I was particularly pleased finally to have seen Strauss's Intermezzo (I'd not made it to the Scottish Opera's production last season). I admit to having lazily appropriated some of the standard criticisms of the work, which I allude to in my review, particularly since the piece seems to undercut and tacitly criticize some of the highfalutin' metaphysics of Die Frau ohne Schatten, an opera to which I've devoted rather a lot of time over the years. I do still find something a little uncomfortable about the sheer brazenness of Intermezzo's autobiographical elements, but the work articulates Strauss's no-nonsense, modern attitude towards his life and his profession, and a challenge to our 19th-century attitudes to what a composer should be: to the idea of the super-human creator for whom the challenges of everyday life and relationships are mere trifles when compared with the dictates of the Weltgeist. Intermezzo also, as Tim Ashley notes in his review, has at its centre about as nuanced and human protagonist as exists in opera: Christine represents a wonderfully complex and real character (based, of course, on Strauss's wife), whose spiky, truculent surface is shown to mask a tangled web of insecurities beneath.

I don't know if Intermezzo will ever really make it beyond the periphery of the repertoire, and I fear that its delicately moving conclusion doesn't quite deliver the emotional payload to justify all that fearsomely difficult orchestral writing. But I'll certainly endeavour to see it again whenever I can. In the meantime, as the rain continues to pour outside, I suggest putting the feet up in front of the gently glowing fire of the oft-extracted 'Träumerei am Kamin', from towards the end of Act 1, surely one of Strauss's most eloquent evocations of domestic bliss.

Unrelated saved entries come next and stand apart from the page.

// src/ui/icons.rs
//! Icon mappings for file types in the browser.

use crate::fs::FileCategory;

/// Get the appropriate icon for a file or directory entry.
pub fn icon_for_entry(is_dir: bool, category: FileCategory) -> &'static str {
    if is_dir {
        "\u{f07b}" // folder icon
    } else {
        match category {
            FileCategory::Audio => "\u{f1c7}",
            FileCategory::Image => "\u{f1c5}",
            FileCategory::Video => "\u{f1c8}",
            FileCategory::Other => "\u{f15b}",
        }
    }
}
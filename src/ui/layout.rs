// src/ui/layout.rs
//! Layout computation for the UI panels.

use ratatui::layout::{Constraint, Direction, Layout, Rect};

/// Computed layout areas for rendering.
#[derive(Debug, Clone, Copy)]
pub struct ComputedLayout {
    pub files: Rect,
    pub player: Rect,
    pub spectrogram: Rect,
}

/// Browser and player share the top; the spectrogram takes the bottom.
pub fn compute_layout(area: Rect) -> ComputedLayout {
    let rows = Layout::default()
        .direction(Direction::Vertical)
        .constraints([Constraint::Length(14), Constraint::Min(6)])
        .split(area);

    let cols = Layout::default()
        .direction(Direction::Horizontal)
        .constraints([Constraint::Percentage(35), Constraint::Percentage(65)])
        .split(rows[0]);

    ComputedLayout {
        files: cols[0],
        player: cols[1],
        spectrogram: rows[1],
    }
}

#[cfg(test)]
mod tests {
    use super::*;

    #[test]
    fn test_layout_covers_area() {
        let layout = compute_layout(Rect::new(0, 0, 100, 40));
        assert_eq!(layout.files.height, 14);
        assert_eq!(layout.spectrogram.y, 14);
        assert_eq!(layout.spectrogram.height, 26);
        assert_eq!(layout.files.width + layout.player.width, 100);
    }
}
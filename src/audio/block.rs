// src/audio/block.rs
//! Planar sample buffer handed to the block processor on every audio callback.

/// One callback's worth of audio, stored one `Vec` per channel.
///
/// The buffer is allocated once up front and reused for every callback, so
/// nothing on the audio thread ever resizes it.
#[derive(Debug, Clone)]
pub struct AudioBlock {
    channels: Vec<Vec<f32>>,
    frames: usize,
}

impl AudioBlock {
    /// Allocate a zeroed block of `num_channels` x `frames` samples.
    pub fn new(num_channels: usize, frames: usize) -> Self {
        Self {
            channels: vec![vec![0.0; frames]; num_channels],
            frames,
        }
    }

    pub fn num_channels(&self) -> usize {
        self.channels.len()
    }

    pub fn num_frames(&self) -> usize {
        self.frames
    }

    pub fn channel(&self, index: usize) -> &[f32] {
        &self.channels[index]
    }

    pub fn channel_mut(&mut self, index: usize) -> &mut [f32] {
        &mut self.channels[index]
    }

    /// Iterate mutably over every channel.
    pub fn channels_mut(&mut self) -> impl Iterator<Item = &mut [f32]> {
        self.channels.iter_mut().map(|c| c.as_mut_slice())
    }

    /// Borrow channels 0 and 1 together, if the block has at least two.
    pub fn stereo_mut(&mut self) -> Option<(&mut [f32], &mut [f32])> {
        if self.channels.len() < 2 {
            return None;
        }
        let (left, rest) = self.channels.split_at_mut(1);
        Some((left[0].as_mut_slice(), rest[0].as_mut_slice()))
    }

    /// Zero-fill every channel.
    pub fn clear(&mut self) {
        for channel in &mut self.channels {
            channel.fill(0.0);
        }
    }

    /// Zero-fill frames `from..` of every channel.
    pub fn clear_from(&mut self, from: usize) {
        let from = from.min(self.frames);
        for channel in &mut self.channels {
            channel[from..].fill(0.0);
        }
    }
}

#[cfg(test)]
mod tests {
    use super::*;

    #[test]
    fn test_stereo_mut_borrows_both_channels() {
        let mut block = AudioBlock::new(2, 4);
        let (left, right) = block.stereo_mut().unwrap();
        left[0] = 1.0;
        right[3] = -1.0;
        assert_eq!(block.channel(0)[0], 1.0);
        assert_eq!(block.channel(1)[3], -1.0);
    }

    #[test]
    fn test_stereo_mut_on_mono_block() {
        let mut block = AudioBlock::new(1, 4);
        assert!(block.stereo_mut().is_none());
    }

    #[test]
    fn test_clear_from_keeps_head() {
        let mut block = AudioBlock::new(2, 4);
        for channel in block.channels_mut() {
            channel.fill(0.5);
        }
        block.clear_from(2);
        assert_eq!(block.channel(0), &[0.5, 0.5, 0.0, 0.0]);
        assert_eq!(block.channel(1), &[0.5, 0.5, 0.0, 0.0]);
    }
}
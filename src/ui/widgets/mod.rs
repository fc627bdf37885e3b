// src/ui/widgets/mod.rs
//! Custom widgets for the player UI.

pub mod file_list;
pub mod player_panel;
pub mod spectrum;

// Re-export widget rendering functions
pub use file_list::render_file_list;
pub use player_panel::{render_player_panel, PlayerView};
pub use spectrum::render_spectrogram;
// src/ui/widgets/player_panel.rs
//! Player panel: track name, time labels, progress, transport and effect controls.

use ratatui::{
    layout::{Alignment, Constraint, Direction, Layout, Rect},
    style::{Color, Modifier, Style},
    text::{Line, Span},
    widgets::{Block, Borders, Gauge, Paragraph},
    Frame,
};

use crate::audio::{
    effects::{EffectSnapshot, GAIN_DB_MAX, GAIN_DB_MIN},
    format_time,
    position::NO_TIME,
    PlaybackPosition, TransportState,
};
use crate::ui::keybindings::HELP;

/// Everything the panel shows, borrowed from the app for one frame.
pub struct PlayerView<'a> {
    pub track_name: Option<&'a str>,
    pub loaded: bool,
    pub position: PlaybackPosition,
    pub state: TransportState,
    pub effects: EffectSnapshot,
    pub status: Option<&'a str>,
}

/// Render the player panel.
pub fn render_player_panel(f: &mut Frame<'_>, area: Rect, view: &PlayerView<'_>) {
    f.render_widget(Block::default().borders(Borders::ALL).title("Player"), area);

    let inner = Layout::default()
        .direction(Direction::Vertical)
        .margin(1)
        .constraints([
            Constraint::Length(1), // track name
            Constraint::Length(1), // time labels
            Constraint::Length(1), // progress
            Constraint::Length(1), // transport controls
            Constraint::Length(1), // spacer
            Constraint::Length(1), // volume
            Constraint::Length(1), // reverb
            Constraint::Length(1), // status
            Constraint::Min(1),    // help
        ])
        .split(area);

    let name = view.track_name.unwrap_or("No File Loaded");
    f.render_widget(
        Paragraph::new(name)
            .alignment(Alignment::Center)
            .style(Style::default().add_modifier(Modifier::BOLD)),
        inner[0],
    );

    render_time_labels(f, inner[1], view);

    f.render_widget(
        Gauge::default()
            .gauge_style(Style::default().fg(Color::White))
            .ratio(view.position.progress())
            .label(""),
        inner[2],
    );

    f.render_widget(
        Paragraph::new(transport_line(view)).alignment(Alignment::Center),
        inner[3],
    );

    let gain = view.effects.gain_db;
    let gain_ratio = ((gain - GAIN_DB_MIN) / (GAIN_DB_MAX - GAIN_DB_MIN)) as f64;
    f.render_widget(
        Gauge::default()
            .gauge_style(Style::default().fg(Color::Green))
            .ratio(gain_ratio.clamp(0.0, 1.0))
            .label(format!("Volume {gain:+.0} dB")),
        inner[5],
    );

    let reverb_label = if view.effects.reverb_enabled {
        format!("Reverb  room {:.2}", view.effects.room_size)
    } else {
        format!("Pass  room {:.2}", view.effects.room_size)
    };
    let reverb_color = if view.effects.reverb_enabled {
        Color::Magenta
    } else {
        Color::DarkGray
    };
    f.render_widget(
        Gauge::default()
            .gauge_style(Style::default().fg(reverb_color))
            .ratio((view.effects.room_size as f64).clamp(0.0, 1.0))
            .label(reverb_label),
        inner[6],
    );

    if let Some(status) = view.status {
        f.render_widget(
            Paragraph::new(status).style(Style::default().fg(Color::Red)),
            inner[7],
        );
    }

    f.render_widget(
        Paragraph::new(HELP)
            .alignment(Alignment::Center)
            .style(Style::default().fg(Color::DarkGray)),
        inner[8],
    );
}

fn render_time_labels(f: &mut Frame<'_>, area: Rect, view: &PlayerView<'_>) {
    let halves = Layout::default()
        .direction(Direction::Horizontal)
        .constraints([Constraint::Percentage(50), Constraint::Percentage(50)])
        .split(area);

    let (now, total) = if view.loaded {
        (
            format_time(view.position.current_secs),
            format_time(view.position.duration_secs),
        )
    } else {
        (NO_TIME.to_string(), NO_TIME.to_string())
    };

    f.render_widget(Paragraph::new(now).alignment(Alignment::Left), halves[0]);
    f.render_widget(Paragraph::new(total).alignment(Alignment::Right), halves[1]);
}

fn transport_line(view: &PlayerView<'_>) -> Line<'static> {
    let dim = Style::default().fg(Color::DarkGray);

    let play_style = if view.loaded {
        Style::default().fg(Color::Black).bg(Color::Green)
    } else {
        dim
    };
    let stop_style = if view.state.stop_enabled() {
        Style::default().fg(Color::Black).bg(Color::Red)
    } else {
        dim
    };

    Line::from(vec![
        Span::styled(" << ", Style::default().fg(Color::Cyan)),
        Span::raw(" "),
        Span::styled(format!(" {} ", view.state.play_label()), play_style),
        Span::raw(" "),
        Span::styled(format!(" {} ", view.state.stop_label()), stop_style),
        Span::raw(" "),
        Span::styled(" >> ", Style::default().fg(Color::Cyan)),
    ])
}
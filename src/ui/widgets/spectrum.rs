// src/ui/widgets/spectrum.rs
//! Spectrogram widget wrapper.

use ratatui::{layout::Rect, Frame};

use crate::audio::RenderTick;

/// Render the scrolling spectrogram.
pub fn render_spectrogram(f: &mut Frame<'_>, area: Rect, render: &RenderTick) {
    f.render_widget(render.widget(), area);
}
// src/audio/state.rs
//! Transport state machine driving play/pause/stop against a transport.

use super::transport::PlaybackTransport;

/// Seek step for the backward/forward commands, in seconds.
pub const SEEK_STEP_SECS: f64 = 1.0;

#[derive(Debug, Clone, Copy, PartialEq, Eq)]
pub enum TransportState {
    Stopped,
    Starting,
    Playing,
    Pausing,
    Paused,
    Stopping,
}

impl TransportState {
    /// Label for the play/pause control.
    pub fn play_label(self) -> &'static str {
        match self {
            TransportState::Stopped => "Play",
            // Stays "Pause" until the stop is confirmed
            TransportState::Starting | TransportState::Playing | TransportState::Stopping => "Pause",
            TransportState::Pausing | TransportState::Paused => "Resume",
        }
    }

    /// Label for the stop control.
    pub fn stop_label(self) -> &'static str {
        match self {
            TransportState::Pausing | TransportState::Paused => "Return to Zero",
            _ => "Stop",
        }
    }

    /// Whether the stop control does anything useful.
    pub fn stop_enabled(self) -> bool {
        self != TransportState::Stopped
    }
}

/// Owns the current [`TransportState`]; borrows the transport per call.
#[derive(Debug)]
pub struct TransportStateMachine {
    state: TransportState,
}

impl TransportStateMachine {
    pub fn new() -> Self {
        Self {
            state: TransportState::Stopped,
        }
    }

    pub fn state(&self) -> TransportState {
        self.state
    }

    /// Play/pause toggle.
    pub fn play_pressed(&mut self, transport: &mut dyn PlaybackTransport) {
        match self.state {
            TransportState::Stopped | TransportState::Paused => {
                self.change_state(TransportState::Starting, transport)
            }
            TransportState::Playing => self.change_state(TransportState::Pausing, transport),
            _ => {}
        }
    }

    pub fn stop_pressed(&mut self, transport: &mut dyn PlaybackTransport) {
        if self.state == TransportState::Paused {
            self.change_state(TransportState::Stopped, transport);
        } else {
            self.change_state(TransportState::Stopping, transport);
        }
    }

    /// Re-evaluate after the transport reports a play/stop change.
    pub fn on_transport_status_changed(
        &mut self,
        is_playing: bool,
        transport: &mut dyn PlaybackTransport,
    ) {
        if is_playing {
            self.change_state(TransportState::Playing, transport);
            return;
        }
        match self.state {
            TransportState::Stopping | TransportState::Playing => {
                self.change_state(TransportState::Stopped, transport)
            }
            TransportState::Pausing => self.change_state(TransportState::Paused, transport),
            // Playback ended before it was ever reported as started
            TransportState::Starting => self.change_state(TransportState::Stopped, transport),
            _ => {}
        }
    }

    /// Deliver any pending transport notification. Returns whether one arrived.
    pub fn poll(&mut self, transport: &mut dyn PlaybackTransport) -> bool {
        match transport.take_status_change() {
            Some(is_playing) => {
                self.on_transport_status_changed(is_playing, transport);
                true
            }
            None => false,
        }
    }

    /// Jump back one second, stopping at the start.
    pub fn seek_backward(&self, transport: &mut dyn PlaybackTransport) {
        let now = transport.position_secs();
        let target = if now <= SEEK_STEP_SECS {
            0.0
        } else {
            now - SEEK_STEP_SECS
        };
        transport.set_position(target);
    }

    /// Jump forward one second, stopping at the end.
    pub fn seek_forward(&self, transport: &mut dyn PlaybackTransport) {
        let now = transport.position_secs();
        let duration = transport.duration_secs();
        let target = if now + SEEK_STEP_SECS > duration {
            duration
        } else {
            now + SEEK_STEP_SECS
        };
        transport.set_position(target);
    }

    fn change_state(&mut self, next: TransportState, transport: &mut dyn PlaybackTransport) {
        if self.state == next {
            return;
        }
        log::debug!("transport {:?} -> {:?}", self.state, next);
        self.state = next;

        match next {
            TransportState::Stopped => transport.set_position(0.0),
            TransportState::Starting => transport.start(),
            TransportState::Pausing => transport.stop(),
            TransportState::Stopping => {
                if transport.is_playing() {
                    transport.stop();
                } else {
                    // No notification will follow; settle now
                    self.change_state(TransportState::Stopped, transport);
                }
            }
            TransportState::Playing | TransportState::Paused => {}
        }
    }
}

impl Default for TransportStateMachine {
    fn default() -> Self {
        Self::new()
    }
}
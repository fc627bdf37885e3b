// src/audio/visualizer/spectrogram.rs
//! Scrolling spectrogram pixel buffer.

use image::{Rgb, RgbImage};

use super::fft::SpectrumColumn;

pub const DEFAULT_WIDTH: u32 = 512;
pub const DEFAULT_HEIGHT: u32 = 512;

const CHANNELS: usize = 3;

/// A fixed-size RGB image that scrolls left one column per append.
pub struct SpectrogramImage {
    image: RgbImage,
}

impl SpectrogramImage {
    /// Create a black image. Dimensions are fixed for the image's lifetime.
    pub fn new(width: u32, height: u32) -> Self {
        Self {
            image: RgbImage::new(width.max(1), height.max(1)),
        }
    }

    pub fn width(&self) -> u32 {
        self.image.width()
    }

    pub fn height(&self) -> u32 {
        self.image.height()
    }

    pub fn pixel(&self, x: u32, y: u32) -> Rgb<u8> {
        *self.image.get_pixel(x, y)
    }

    /// Shift every row one pixel left and write `column` at the right edge.
    ///
    /// Rows beyond the column's height are left as shifted.
    pub fn scroll_and_append(&mut self, column: &SpectrumColumn) {
        let width = self.image.width() as usize;
        let height = self.image.height() as usize;
        let stride = width * CHANNELS;
        let raw: &mut [u8] = &mut self.image;

        for row in raw.chunks_exact_mut(stride) {
            row.copy_within(CHANNELS.., 0);
        }

        let right = (width - 1) as u32;
        for (y, pixel) in column.pixels().iter().take(height).enumerate() {
            self.image.put_pixel(right, y as u32, *pixel);
        }
    }
}
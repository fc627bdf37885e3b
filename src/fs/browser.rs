// src/fs/browser.rs
//! Directory listing for the file browser pane.

use std::fs;
use std::path::{Path, PathBuf};

use super::detection::{detect_category, FileCategory};

/// One row of the browser.
#[derive(Debug, Clone, PartialEq, Eq)]
pub struct Entry {
    pub name: String,
    pub is_dir: bool,
    pub category: FileCategory,
}

impl Entry {
    pub fn is_audio(&self) -> bool {
        !self.is_dir && self.category == FileCategory::Audio
    }
}

/// List `dir`: directories first, then files, each sorted case-insensitively.
///
/// An unreadable directory yields an empty list.
pub fn load_entries(dir: &Path) -> Vec<Entry> {
    let read = match fs::read_dir(dir) {
        Ok(read) => read,
        Err(e) => {
            log::warn!("cannot list {}: {}", dir.display(), e);
            return Vec::new();
        }
    };

    let mut entries: Vec<Entry> = read
        .filter_map(Result::ok)
        .map(|e| {
            let name = e.file_name().to_string_lossy().into_owned();
            let path = e.path();
            if path.is_dir() {
                Entry {
                    name,
                    is_dir: true,
                    category: FileCategory::Other,
                }
            } else {
                Entry {
                    name,
                    is_dir: false,
                    category: detect_category(&path),
                }
            }
        })
        .collect();

    entries.sort_by_key(|e| (!e.is_dir, e.name.to_lowercase()));
    entries
}

/// The last `n` components of `path`, for compact titles.
pub fn tail_path(path: &Path, n: usize) -> String {
    let parts: Vec<String> = path
        .components()
        .map(|c| c.as_os_str().to_string_lossy().into_owned())
        .filter(|s| s != "/")
        .collect();
    let start = parts.len().saturating_sub(n);
    let tail = parts[start..].join("/");
    if start > 0 {
        format!(".../{tail}")
    } else {
        tail
    }
}

/// Resolve a browser entry to a full path.
pub fn entry_path(dir: &Path, entry: &Entry) -> PathBuf {
    dir.join(&entry.name)
}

Finally, a quick mention of the Royal Opera's stonking revival of Otello, which opened on Thursday (here's my review). London's waited rather a long time to hear Anja Harteros this season, and, unless my memory's playing tricks, I don't think she'd actually been heard at Covent Garden since her debut as Amelia in Simon Boccanegra four years ago. It was certainly worth the wait, and Aleksandrs Antonenko also delivered the goods as Otello. I'm too young to be obliged to recall Domingo et al. in this production, but on its own terms this leading couple was pretty sensational. Verdi, with Antonio Pappano's help, was also able to remind us, after the flawed, sprawling grandeur of Troyens, of the sort of concise, tautly paced drama that's achievable in an opera house.